◆ **Directions**: Search the listing below for the line containing "let hint = hint.trim();". From there through the line containing "if let Some(delim)", transcribe every line exactly, both ends included.

+++ Material supplied

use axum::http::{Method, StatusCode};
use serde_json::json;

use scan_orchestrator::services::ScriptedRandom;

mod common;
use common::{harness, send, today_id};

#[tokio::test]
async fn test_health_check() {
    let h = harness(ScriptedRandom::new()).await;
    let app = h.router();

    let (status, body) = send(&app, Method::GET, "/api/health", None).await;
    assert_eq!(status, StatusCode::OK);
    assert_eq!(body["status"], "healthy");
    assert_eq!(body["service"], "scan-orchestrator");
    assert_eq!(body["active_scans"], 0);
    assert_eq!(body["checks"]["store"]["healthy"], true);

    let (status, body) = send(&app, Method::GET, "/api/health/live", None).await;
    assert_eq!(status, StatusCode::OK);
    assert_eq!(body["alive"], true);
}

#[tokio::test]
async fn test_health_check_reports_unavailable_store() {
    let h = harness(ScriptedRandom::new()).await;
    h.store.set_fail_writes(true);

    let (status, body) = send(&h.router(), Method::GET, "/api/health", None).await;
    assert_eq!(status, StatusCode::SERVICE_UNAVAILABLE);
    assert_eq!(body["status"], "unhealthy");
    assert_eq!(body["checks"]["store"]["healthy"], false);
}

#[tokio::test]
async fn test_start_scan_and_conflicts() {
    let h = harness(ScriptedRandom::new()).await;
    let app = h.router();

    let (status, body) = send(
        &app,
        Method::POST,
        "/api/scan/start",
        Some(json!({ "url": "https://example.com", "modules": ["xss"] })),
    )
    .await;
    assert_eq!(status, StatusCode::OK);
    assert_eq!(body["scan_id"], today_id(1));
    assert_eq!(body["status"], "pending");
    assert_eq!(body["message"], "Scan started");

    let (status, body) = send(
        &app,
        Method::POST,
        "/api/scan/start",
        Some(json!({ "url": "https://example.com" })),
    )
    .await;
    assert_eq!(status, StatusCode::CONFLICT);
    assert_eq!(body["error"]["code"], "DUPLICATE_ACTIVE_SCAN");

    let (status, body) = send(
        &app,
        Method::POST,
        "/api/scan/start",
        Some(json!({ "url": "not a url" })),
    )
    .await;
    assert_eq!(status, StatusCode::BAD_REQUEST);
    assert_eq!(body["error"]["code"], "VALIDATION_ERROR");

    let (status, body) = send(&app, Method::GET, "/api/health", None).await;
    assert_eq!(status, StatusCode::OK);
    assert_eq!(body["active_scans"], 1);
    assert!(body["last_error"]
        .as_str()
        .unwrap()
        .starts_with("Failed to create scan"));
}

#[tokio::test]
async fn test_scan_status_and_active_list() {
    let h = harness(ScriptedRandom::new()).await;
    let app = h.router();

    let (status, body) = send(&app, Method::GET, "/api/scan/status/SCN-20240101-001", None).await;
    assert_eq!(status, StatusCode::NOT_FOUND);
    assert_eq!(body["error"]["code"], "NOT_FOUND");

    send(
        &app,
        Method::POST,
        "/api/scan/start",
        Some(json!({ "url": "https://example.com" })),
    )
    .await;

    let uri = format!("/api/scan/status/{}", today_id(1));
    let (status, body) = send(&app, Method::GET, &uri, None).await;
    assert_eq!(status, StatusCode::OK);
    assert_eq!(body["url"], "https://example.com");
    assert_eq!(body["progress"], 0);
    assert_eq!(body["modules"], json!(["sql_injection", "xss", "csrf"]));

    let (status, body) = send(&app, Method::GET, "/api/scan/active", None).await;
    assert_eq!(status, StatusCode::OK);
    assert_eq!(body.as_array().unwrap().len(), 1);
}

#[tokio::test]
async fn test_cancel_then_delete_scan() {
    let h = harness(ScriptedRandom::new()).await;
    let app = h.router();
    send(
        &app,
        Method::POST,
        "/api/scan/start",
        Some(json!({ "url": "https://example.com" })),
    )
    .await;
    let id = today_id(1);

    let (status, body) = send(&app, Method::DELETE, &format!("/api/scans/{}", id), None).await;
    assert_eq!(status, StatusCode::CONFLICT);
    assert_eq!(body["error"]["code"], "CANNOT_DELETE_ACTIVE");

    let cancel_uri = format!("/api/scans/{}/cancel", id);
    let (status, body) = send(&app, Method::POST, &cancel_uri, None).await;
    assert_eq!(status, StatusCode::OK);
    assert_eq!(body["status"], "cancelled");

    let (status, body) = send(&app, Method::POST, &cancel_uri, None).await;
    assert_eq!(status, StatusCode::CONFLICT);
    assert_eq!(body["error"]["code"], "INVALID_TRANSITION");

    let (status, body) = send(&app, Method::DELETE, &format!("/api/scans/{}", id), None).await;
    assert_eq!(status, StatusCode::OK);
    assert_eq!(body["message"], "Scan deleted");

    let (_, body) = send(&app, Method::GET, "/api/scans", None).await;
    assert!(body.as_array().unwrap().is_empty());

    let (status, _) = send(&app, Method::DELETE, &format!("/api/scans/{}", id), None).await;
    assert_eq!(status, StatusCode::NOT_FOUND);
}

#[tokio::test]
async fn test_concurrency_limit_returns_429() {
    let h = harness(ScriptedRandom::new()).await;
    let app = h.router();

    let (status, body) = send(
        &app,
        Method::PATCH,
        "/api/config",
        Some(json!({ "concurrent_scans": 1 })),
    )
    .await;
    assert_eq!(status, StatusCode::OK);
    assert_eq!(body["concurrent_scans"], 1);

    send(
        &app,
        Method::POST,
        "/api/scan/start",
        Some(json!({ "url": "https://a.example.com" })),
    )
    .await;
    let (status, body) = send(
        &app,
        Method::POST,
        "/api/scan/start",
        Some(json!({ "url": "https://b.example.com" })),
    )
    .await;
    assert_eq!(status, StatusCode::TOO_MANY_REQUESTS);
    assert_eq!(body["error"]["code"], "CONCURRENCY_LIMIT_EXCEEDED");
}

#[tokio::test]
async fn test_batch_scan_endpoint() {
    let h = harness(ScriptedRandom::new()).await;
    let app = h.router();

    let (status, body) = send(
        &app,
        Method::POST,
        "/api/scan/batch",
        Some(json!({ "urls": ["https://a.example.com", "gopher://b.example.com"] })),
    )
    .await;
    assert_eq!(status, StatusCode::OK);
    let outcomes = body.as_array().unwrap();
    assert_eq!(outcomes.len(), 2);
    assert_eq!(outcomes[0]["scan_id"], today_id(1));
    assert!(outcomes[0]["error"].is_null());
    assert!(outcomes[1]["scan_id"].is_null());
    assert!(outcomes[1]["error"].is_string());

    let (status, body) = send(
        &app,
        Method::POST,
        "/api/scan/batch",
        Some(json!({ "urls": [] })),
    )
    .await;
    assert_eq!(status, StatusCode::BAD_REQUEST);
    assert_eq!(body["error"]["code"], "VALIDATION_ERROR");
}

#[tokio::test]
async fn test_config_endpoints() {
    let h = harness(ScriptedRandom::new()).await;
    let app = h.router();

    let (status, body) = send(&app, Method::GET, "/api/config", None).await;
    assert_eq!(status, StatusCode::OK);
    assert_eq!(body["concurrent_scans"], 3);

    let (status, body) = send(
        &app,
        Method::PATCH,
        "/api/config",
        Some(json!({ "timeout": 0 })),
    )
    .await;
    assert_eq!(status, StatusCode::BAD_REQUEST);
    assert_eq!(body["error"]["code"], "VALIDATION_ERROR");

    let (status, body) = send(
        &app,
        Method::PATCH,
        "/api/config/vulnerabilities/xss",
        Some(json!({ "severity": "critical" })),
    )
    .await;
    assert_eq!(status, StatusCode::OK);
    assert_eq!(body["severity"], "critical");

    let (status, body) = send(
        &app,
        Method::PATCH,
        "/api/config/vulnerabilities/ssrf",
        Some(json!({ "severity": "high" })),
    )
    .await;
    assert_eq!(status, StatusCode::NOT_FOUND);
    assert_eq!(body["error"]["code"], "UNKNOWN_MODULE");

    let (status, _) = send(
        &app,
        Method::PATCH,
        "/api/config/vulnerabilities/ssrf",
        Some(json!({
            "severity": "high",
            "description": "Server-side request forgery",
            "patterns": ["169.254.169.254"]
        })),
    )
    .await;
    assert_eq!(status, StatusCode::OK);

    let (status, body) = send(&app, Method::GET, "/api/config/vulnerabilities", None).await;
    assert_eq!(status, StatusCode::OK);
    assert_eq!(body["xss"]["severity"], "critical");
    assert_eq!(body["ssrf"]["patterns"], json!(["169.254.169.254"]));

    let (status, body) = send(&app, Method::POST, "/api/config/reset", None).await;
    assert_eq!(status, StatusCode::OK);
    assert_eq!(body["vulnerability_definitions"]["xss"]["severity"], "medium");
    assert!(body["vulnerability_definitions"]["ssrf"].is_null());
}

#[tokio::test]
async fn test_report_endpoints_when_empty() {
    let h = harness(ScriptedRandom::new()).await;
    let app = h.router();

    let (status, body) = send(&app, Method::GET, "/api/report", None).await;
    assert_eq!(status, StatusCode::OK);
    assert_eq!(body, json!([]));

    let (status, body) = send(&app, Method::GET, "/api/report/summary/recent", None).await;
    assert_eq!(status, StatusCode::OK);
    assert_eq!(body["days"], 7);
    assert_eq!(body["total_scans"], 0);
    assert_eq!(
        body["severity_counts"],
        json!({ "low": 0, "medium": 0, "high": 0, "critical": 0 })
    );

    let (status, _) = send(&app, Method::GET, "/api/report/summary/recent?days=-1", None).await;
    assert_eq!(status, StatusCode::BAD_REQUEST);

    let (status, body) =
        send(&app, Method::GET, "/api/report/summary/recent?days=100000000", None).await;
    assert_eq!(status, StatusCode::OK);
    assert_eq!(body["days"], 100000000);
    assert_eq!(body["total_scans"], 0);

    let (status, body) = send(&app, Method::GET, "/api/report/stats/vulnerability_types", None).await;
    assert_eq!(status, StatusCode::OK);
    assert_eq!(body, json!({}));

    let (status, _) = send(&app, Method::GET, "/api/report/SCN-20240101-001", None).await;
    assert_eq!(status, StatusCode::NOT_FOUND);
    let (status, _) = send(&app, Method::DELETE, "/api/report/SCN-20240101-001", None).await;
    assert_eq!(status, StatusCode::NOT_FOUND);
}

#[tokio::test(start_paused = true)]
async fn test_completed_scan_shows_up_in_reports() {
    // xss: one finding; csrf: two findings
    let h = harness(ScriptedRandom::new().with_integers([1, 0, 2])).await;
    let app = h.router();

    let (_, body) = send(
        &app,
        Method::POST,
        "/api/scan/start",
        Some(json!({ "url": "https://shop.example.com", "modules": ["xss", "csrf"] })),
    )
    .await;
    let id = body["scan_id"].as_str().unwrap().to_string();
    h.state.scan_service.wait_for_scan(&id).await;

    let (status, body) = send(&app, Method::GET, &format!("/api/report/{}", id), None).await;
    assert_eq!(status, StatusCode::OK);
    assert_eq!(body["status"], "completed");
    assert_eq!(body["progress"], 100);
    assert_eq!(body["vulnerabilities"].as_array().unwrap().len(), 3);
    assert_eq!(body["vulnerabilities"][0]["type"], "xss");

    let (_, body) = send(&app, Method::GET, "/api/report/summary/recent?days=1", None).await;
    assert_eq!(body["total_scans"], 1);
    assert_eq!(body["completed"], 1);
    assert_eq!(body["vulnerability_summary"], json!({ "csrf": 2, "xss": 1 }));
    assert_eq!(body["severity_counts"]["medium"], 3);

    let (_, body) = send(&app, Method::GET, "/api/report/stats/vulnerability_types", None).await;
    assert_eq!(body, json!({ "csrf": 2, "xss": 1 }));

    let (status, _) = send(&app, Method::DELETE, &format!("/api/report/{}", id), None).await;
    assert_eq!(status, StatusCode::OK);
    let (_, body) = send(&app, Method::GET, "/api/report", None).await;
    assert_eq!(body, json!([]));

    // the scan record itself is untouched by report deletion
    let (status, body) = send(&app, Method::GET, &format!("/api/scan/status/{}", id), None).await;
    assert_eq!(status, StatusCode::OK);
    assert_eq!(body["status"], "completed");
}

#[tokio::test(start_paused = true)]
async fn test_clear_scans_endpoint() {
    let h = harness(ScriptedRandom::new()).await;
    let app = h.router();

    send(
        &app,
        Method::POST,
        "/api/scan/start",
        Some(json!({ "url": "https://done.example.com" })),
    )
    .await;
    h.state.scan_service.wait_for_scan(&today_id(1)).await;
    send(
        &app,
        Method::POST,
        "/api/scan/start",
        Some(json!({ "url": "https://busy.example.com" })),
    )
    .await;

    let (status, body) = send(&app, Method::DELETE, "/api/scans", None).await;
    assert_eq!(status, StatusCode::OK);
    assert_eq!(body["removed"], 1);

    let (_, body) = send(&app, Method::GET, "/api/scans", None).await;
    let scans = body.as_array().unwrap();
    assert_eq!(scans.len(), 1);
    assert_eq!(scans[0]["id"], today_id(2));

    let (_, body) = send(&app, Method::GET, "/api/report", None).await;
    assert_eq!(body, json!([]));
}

++++++
+++ Material supplied

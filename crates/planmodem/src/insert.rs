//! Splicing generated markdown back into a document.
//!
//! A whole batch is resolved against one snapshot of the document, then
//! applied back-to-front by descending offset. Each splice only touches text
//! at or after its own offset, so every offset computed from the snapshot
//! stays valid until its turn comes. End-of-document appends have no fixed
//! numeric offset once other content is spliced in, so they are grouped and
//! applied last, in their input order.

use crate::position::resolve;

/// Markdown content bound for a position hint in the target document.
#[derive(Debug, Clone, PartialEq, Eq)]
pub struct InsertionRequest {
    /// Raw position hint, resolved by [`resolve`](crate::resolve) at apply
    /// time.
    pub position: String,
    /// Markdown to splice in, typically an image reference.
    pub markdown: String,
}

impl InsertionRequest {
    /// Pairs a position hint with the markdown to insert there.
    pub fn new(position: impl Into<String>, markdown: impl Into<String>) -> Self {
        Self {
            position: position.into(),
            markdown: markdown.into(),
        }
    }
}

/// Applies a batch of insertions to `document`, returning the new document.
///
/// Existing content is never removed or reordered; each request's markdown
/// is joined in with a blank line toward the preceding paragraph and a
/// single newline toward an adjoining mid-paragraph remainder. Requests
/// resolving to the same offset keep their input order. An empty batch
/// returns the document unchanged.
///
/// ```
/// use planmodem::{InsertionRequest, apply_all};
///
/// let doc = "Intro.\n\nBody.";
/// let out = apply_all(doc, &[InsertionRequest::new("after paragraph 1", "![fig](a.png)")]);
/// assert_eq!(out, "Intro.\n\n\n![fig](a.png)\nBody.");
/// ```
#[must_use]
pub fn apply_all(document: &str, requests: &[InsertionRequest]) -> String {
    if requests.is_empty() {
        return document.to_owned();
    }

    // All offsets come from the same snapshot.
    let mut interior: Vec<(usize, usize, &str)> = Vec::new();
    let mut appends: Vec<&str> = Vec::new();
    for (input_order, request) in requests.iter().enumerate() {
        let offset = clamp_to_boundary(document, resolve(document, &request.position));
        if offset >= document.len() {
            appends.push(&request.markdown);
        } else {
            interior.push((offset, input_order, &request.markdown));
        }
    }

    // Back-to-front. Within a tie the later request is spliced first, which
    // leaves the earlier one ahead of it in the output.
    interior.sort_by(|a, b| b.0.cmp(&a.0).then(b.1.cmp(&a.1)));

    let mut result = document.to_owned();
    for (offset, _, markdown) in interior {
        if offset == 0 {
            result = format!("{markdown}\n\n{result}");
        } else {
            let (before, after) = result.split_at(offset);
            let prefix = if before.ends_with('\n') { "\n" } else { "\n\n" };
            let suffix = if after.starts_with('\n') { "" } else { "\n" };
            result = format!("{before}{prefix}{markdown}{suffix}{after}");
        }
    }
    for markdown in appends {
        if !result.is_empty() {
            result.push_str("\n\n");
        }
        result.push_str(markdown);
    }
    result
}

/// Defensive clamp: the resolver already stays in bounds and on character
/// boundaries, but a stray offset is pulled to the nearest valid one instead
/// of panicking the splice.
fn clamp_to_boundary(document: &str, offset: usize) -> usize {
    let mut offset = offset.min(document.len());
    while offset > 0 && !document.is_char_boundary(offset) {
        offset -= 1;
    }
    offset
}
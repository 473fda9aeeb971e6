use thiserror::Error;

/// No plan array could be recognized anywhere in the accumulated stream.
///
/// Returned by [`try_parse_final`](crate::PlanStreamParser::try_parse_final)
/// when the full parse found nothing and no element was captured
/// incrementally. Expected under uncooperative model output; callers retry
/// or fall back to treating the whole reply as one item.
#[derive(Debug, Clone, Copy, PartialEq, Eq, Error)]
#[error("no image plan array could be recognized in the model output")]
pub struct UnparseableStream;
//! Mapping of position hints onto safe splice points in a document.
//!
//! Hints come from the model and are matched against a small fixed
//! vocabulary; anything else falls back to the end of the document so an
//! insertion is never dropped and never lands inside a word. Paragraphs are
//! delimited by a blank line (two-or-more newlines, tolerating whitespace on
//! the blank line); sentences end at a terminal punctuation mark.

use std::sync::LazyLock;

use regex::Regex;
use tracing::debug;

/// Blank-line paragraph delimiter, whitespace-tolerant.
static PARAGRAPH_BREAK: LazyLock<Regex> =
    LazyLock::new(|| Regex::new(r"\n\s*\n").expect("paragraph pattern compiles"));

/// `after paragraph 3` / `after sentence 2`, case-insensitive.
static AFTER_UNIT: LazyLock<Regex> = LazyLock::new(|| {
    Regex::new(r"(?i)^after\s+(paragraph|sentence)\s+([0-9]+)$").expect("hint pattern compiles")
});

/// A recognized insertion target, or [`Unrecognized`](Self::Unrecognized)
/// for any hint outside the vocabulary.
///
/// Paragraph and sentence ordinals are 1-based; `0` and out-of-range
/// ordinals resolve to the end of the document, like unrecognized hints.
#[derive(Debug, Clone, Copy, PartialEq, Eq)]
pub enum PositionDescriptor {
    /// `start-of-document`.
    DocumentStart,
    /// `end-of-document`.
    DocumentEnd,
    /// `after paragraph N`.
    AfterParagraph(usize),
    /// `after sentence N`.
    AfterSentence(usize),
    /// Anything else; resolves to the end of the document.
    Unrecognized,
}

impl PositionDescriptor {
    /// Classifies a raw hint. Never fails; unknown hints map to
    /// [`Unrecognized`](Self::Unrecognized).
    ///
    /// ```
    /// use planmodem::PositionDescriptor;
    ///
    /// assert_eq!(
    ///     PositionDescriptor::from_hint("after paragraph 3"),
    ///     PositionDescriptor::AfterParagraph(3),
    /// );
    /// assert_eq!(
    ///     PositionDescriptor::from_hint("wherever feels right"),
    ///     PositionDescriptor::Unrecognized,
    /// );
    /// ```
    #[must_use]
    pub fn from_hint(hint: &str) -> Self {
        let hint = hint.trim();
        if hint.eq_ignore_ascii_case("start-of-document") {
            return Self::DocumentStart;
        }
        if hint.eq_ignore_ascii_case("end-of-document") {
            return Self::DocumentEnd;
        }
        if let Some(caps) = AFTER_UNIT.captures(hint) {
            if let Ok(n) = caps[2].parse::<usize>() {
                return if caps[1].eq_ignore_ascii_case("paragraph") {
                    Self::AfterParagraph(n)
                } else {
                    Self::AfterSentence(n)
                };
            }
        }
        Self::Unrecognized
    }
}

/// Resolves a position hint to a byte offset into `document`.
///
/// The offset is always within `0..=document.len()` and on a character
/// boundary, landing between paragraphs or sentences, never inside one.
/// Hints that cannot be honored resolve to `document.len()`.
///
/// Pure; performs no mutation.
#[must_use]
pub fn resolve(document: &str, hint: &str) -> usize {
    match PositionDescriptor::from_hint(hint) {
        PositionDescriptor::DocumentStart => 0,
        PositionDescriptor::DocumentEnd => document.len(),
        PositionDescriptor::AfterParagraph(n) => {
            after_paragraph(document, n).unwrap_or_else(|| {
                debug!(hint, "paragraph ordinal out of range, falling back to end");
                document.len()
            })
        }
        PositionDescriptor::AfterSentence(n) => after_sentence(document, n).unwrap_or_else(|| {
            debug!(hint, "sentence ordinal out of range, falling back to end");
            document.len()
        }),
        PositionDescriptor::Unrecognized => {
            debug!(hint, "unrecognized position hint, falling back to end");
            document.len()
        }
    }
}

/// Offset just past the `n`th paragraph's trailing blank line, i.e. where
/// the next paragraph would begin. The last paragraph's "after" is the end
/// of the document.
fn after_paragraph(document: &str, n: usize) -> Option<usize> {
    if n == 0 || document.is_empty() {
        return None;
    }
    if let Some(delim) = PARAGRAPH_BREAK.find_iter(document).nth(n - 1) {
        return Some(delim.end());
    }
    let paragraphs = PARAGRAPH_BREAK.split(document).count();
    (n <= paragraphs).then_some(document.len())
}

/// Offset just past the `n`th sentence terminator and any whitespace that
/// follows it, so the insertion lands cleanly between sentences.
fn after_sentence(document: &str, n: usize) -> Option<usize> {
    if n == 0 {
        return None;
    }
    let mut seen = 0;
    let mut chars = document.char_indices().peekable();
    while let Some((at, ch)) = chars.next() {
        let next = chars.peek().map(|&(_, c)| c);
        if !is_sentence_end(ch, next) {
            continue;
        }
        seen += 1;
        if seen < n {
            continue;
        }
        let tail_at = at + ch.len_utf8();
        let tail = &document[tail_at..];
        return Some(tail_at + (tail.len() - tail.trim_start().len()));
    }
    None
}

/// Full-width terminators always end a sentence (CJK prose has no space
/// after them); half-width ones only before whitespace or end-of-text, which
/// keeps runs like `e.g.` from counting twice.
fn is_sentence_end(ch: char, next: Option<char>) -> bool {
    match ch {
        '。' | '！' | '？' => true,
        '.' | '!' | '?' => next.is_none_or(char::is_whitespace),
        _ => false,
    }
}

++++++

◆ **Output**:
        let hint = hint.trim();
        if hint.eq_ignore_ascii_case("start-of-document") {
            return Self::DocumentStart;
        }
        if hint.eq_ignore_ascii_case("end-of-document") {
            return Self::DocumentEnd;
        }
        if let Some(caps) = AFTER_UNIT.captures(hint) {
            if let Ok(n) = caps[2].parse::<usize>() {
                return if caps[1].eq_ignore_ascii_case("paragraph") {
                    Self::AfterParagraph(n)
                } else {
                    Self::AfterSentence(n)
                };
            }
        }
        Self::Unrecognized
    }
}

/// Resolves a position hint to a byte offset into `document`.
///
/// The offset is always within `0..=document.len()` and on a character
/// boundary, landing between paragraphs or sentences, never inside one.
/// Hints that cannot be honored resolve to `document.len()`.
///
/// Pure; performs no mutation.
#[must_use]
pub fn resolve(document: &str, hint: &str) -> usize {
    match PositionDescriptor::from_hint(hint) {
        PositionDescriptor::DocumentStart => 0,
        PositionDescriptor::DocumentEnd => document.len(),
        PositionDescriptor::AfterParagraph(n) => {
            after_paragraph(document, n).unwrap_or_else(|| {
                debug!(hint, "paragraph ordinal out of range, falling back to end");
                document.len()
            })
        }
        PositionDescriptor::AfterSentence(n) => after_sentence(document, n).unwrap_or_else(|| {
            debug!(hint, "sentence ordinal out of range, falling back to end");
            document.len()
        }),
        PositionDescriptor::Unrecognized => {
            debug!(hint, "unrecognized position hint, falling back to end");
            document.len()
        }
    }
}

/// Offset just past the `n`th paragraph's trailing blank line, i.e. where
/// the next paragraph would begin. The last paragraph's "after" is the end
/// of the document.
fn after_paragraph(document: &str, n: usize) -> Option<usize> {
    if n == 0 || document.is_empty() {
        return None;
    }
    if let Some(delim) = PARAGRAPH_BREAK.find_iter(document).nth(n - 1) {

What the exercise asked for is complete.